╭─ Data to process

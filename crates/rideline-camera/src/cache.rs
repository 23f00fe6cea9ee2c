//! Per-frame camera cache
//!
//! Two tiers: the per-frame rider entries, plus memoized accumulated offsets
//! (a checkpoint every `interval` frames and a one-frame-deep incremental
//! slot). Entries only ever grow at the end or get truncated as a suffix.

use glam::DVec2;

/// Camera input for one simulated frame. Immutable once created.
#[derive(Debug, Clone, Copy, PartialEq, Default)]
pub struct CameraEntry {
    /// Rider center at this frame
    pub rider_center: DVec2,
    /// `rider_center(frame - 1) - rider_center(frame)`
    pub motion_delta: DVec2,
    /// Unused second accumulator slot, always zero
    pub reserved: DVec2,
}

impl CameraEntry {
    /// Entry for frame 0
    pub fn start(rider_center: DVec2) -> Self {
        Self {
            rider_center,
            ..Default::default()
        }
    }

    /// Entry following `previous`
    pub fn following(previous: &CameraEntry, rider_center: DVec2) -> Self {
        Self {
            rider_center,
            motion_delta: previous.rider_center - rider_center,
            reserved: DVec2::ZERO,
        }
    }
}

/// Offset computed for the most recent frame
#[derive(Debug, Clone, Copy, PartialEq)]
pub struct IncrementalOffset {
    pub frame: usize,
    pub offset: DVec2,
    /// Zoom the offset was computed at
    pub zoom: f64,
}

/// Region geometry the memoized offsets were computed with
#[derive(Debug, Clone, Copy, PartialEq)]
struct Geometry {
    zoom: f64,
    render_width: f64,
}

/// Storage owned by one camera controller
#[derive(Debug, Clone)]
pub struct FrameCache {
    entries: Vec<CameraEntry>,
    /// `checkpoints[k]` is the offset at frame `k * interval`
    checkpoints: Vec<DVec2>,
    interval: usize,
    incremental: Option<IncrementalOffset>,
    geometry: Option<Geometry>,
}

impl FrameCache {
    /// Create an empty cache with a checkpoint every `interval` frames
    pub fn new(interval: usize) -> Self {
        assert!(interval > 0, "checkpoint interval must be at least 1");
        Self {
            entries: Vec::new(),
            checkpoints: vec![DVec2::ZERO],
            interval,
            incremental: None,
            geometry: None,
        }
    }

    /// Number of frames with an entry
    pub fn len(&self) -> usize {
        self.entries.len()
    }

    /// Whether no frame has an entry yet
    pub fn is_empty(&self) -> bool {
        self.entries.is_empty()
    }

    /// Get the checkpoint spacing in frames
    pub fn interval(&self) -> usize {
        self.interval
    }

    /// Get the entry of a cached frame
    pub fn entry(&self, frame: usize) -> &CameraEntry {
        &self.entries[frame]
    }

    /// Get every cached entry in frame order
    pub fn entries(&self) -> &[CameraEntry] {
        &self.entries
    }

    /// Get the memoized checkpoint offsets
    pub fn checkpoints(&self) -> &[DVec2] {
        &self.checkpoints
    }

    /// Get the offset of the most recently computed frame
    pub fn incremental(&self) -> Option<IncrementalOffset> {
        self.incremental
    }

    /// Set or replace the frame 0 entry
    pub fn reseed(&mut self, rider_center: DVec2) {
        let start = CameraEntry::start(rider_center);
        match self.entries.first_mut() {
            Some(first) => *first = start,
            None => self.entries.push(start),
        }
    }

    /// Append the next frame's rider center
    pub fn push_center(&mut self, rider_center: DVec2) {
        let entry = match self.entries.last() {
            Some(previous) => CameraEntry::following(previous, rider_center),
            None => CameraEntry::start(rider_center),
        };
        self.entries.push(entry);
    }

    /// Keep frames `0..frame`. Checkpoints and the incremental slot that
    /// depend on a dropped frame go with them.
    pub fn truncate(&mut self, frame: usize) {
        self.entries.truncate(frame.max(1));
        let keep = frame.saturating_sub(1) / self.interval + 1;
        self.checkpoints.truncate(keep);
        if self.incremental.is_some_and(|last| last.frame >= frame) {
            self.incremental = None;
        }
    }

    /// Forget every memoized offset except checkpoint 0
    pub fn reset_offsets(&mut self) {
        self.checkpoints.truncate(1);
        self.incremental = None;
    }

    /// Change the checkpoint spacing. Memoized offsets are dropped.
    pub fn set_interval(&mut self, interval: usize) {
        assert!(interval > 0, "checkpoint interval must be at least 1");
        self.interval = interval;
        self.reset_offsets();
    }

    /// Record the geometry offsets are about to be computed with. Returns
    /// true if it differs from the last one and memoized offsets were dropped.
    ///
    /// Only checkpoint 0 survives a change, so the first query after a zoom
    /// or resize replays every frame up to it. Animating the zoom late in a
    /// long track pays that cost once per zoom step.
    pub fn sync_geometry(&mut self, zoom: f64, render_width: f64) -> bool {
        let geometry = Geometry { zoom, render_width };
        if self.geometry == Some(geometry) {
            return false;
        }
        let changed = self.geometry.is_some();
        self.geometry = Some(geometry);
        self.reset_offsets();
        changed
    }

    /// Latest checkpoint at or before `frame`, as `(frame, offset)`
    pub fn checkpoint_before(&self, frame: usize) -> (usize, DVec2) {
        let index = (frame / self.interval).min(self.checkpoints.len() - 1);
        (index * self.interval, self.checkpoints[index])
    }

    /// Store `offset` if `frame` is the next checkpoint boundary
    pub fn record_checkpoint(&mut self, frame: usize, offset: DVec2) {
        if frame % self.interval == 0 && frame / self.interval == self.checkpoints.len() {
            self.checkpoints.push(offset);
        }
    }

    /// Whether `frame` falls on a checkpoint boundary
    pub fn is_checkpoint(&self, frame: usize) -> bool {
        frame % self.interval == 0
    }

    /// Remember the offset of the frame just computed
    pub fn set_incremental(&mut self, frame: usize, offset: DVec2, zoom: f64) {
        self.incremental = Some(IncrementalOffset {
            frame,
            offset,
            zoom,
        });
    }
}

╰─

Exercise: Return the whole listing, keeping each word as it stands.

Output:
filename crates/rideline-camera/src/cache.rs
repository 23f00fe6cea9ee2c
//! Per-frame camera cache
//!
//! Two tiers: the per-frame rider entries, plus memoized accumulated offsets
//! (a checkpoint every `interval` frames and a one-frame-deep incremental
//! slot). Entries only ever grow at the end or get truncated as a suffix.

use glam::DVec2;

/// Camera input for one simulated frame. Immutable once created.
#[derive(Debug, Clone, Copy, PartialEq, Default)]
pub struct CameraEntry {
    /// Rider center at this frame
    pub rider_center: DVec2,
    /// `rider_center(frame - 1) - rider_center(frame)`
    pub motion_delta: DVec2,
    /// Unused second accumulator slot, always zero
    pub reserved: DVec2,
}

impl CameraEntry {
    /// Entry for frame 0
    pub fn start(rider_center: DVec2) -> Self {
        Self {
            rider_center,
            ..Default::default()
        }
    }

    /// Entry following `previous`
    pub fn following(previous: &CameraEntry, rider_center: DVec2) -> Self {
        Self {
            rider_center,
            motion_delta: previous.rider_center - rider_center,
            reserved: DVec2::ZERO,
        }
    }
}

/// Offset computed for the most recent frame
#[derive(Debug, Clone, Copy, PartialEq)]
pub struct IncrementalOffset {
    pub frame: usize,
    pub offset: DVec2,
    /// Zoom the offset was computed at
    pub zoom: f64,
}

/// Region geometry the memoized offsets were computed with
#[derive(Debug, Clone, Copy, PartialEq)]
struct Geometry {
    zoom: f64,
    render_width: f64,
}

/// Storage owned by one camera controller
#[derive(Debug, Clone)]
pub struct FrameCache {
    entries: Vec<CameraEntry>,
    /// `checkpoints[k]` is the offset at frame `k * interval`
    checkpoints: Vec<DVec2>,
    interval: usize,
    incremental: Option<IncrementalOffset>,
    geometry: Option<Geometry>,
}

impl FrameCache {
    /// Create an empty cache with a checkpoint every `interval` frames
    pub fn new(interval: usize) -> Self {
        assert!(interval > 0, "checkpoint interval must be at least 1");
        Self {
            entries: Vec::new(),
            checkpoints: vec![DVec2::ZERO],
            interval,
            incremental: None,
            geometry: None,
        }
    }

    /// Number of frames with an entry
    pub fn len(&self) -> usize {
        self.entries.len()
    }

    /// Whether no frame has an entry yet
    pub fn is_empty(&self) -> bool {
        self.entries.is_empty()
    }

    /// Get the checkpoint spacing in frames
    pub fn interval(&self) -> usize {
        self.interval
    }

    /// Get the entry of a cached frame
    pub fn entry(&self, frame: usize) -> &CameraEntry {
        &self.entries[frame]
    }

    /// Get every cached entry in frame order
    pub fn entries(&self) -> &[CameraEntry] {
        &self.entries
    }

    /// Get the memoized checkpoint offsets
    pub fn checkpoints(&self) -> &[DVec2] {
        &self.checkpoints
    }

    /// Get the offset of the most recently computed frame
    pub fn incremental(&self) -> Option<IncrementalOffset> {
        self.incremental
    }

    /// Set or replace the frame 0 entry
    pub fn reseed(&mut self, rider_center: DVec2) {
        let start = CameraEntry::start(rider_center);
        match self.entries.first_mut() {
            Some(first) => *first = start,
            None => self.entries.push(start),
        }
    }

    /// Append the next frame's rider center
    pub fn push_center(&mut self, rider_center: DVec2) {
        let entry = match self.entries.last() {
            Some(previous) => CameraEntry::following(previous, rider_center),
            None => CameraEntry::start(rider_center),
        };
        self.entries.push(entry);
    }

    /// Keep frames `0..frame`. Checkpoints and the incremental slot that
    /// depend on a dropped frame go with them.
    pub fn truncate(&mut self, frame: usize) {
        self.entries.truncate(frame.max(1));
        let keep = frame.saturating_sub(1) / self.interval + 1;
        self.checkpoints.truncate(keep);
        if self.incremental.is_some_and(|last| last.frame >= frame) {
            self.incremental = None;
        }
    }

    /// Forget every memoized offset except checkpoint 0
    pub fn reset_offsets(&mut self) {
        self.checkpoints.truncate(1);
        self.incremental = None;
    }

    /// Change the checkpoint spacing. Memoized offsets are dropped.
    pub fn set_interval(&mut self, interval: usize) {
        assert!(interval > 0, "checkpoint interval must be at least 1");
        self.interval = interval;
        self.reset_offsets();
    }

    /// Record the geometry offsets are about to be computed with. Returns
    /// true if it differs from the last one and memoized offsets were dropped.
    ///
    /// Only checkpoint 0 survives a change, so the first query after a zoom
    /// or resize replays every frame up to it. Animating the zoom late in a
    /// long track pays that cost once per zoom step.
    pub fn sync_geometry(&mut self, zoom: f64, render_width: f64) -> bool {
        let geometry = Geometry { zoom, render_width };
        if self.geometry == Some(geometry) {
            return false;
        }
        let changed = self.geometry.is_some();
        self.geometry = Some(geometry);
        self.reset_offsets();
        changed
    }

    /// Latest checkpoint at or before `frame`, as `(frame, offset)`
    pub fn checkpoint_before(&self, frame: usize) -> (usize, DVec2) {
        let index = (frame / self.interval).min(self.checkpoints.len() - 1);
        (index * self.interval, self.checkpoints[index])
    }

    /// Store `offset` if `frame` is the next checkpoint boundary
    pub fn record_checkpoint(&mut self, frame: usize, offset: DVec2) {
        if frame % self.interval == 0 && frame / self.interval == self.checkpoints.len() {
            self.checkpoints.push(offset);
        }
    }

    /// Whether `frame` falls on a checkpoint boundary
    pub fn is_checkpoint(&self, frame: usize) -> bool {
        frame % self.interval == 0
    }

    /// Remember the offset of the frame just computed
    pub fn set_incremental(&mut self, frame: usize, offset: DVec2, zoom: f64) {
        self.incremental = Some(IncrementalOffset {
            frame,
            offset,
            zoom,
        });
    }
}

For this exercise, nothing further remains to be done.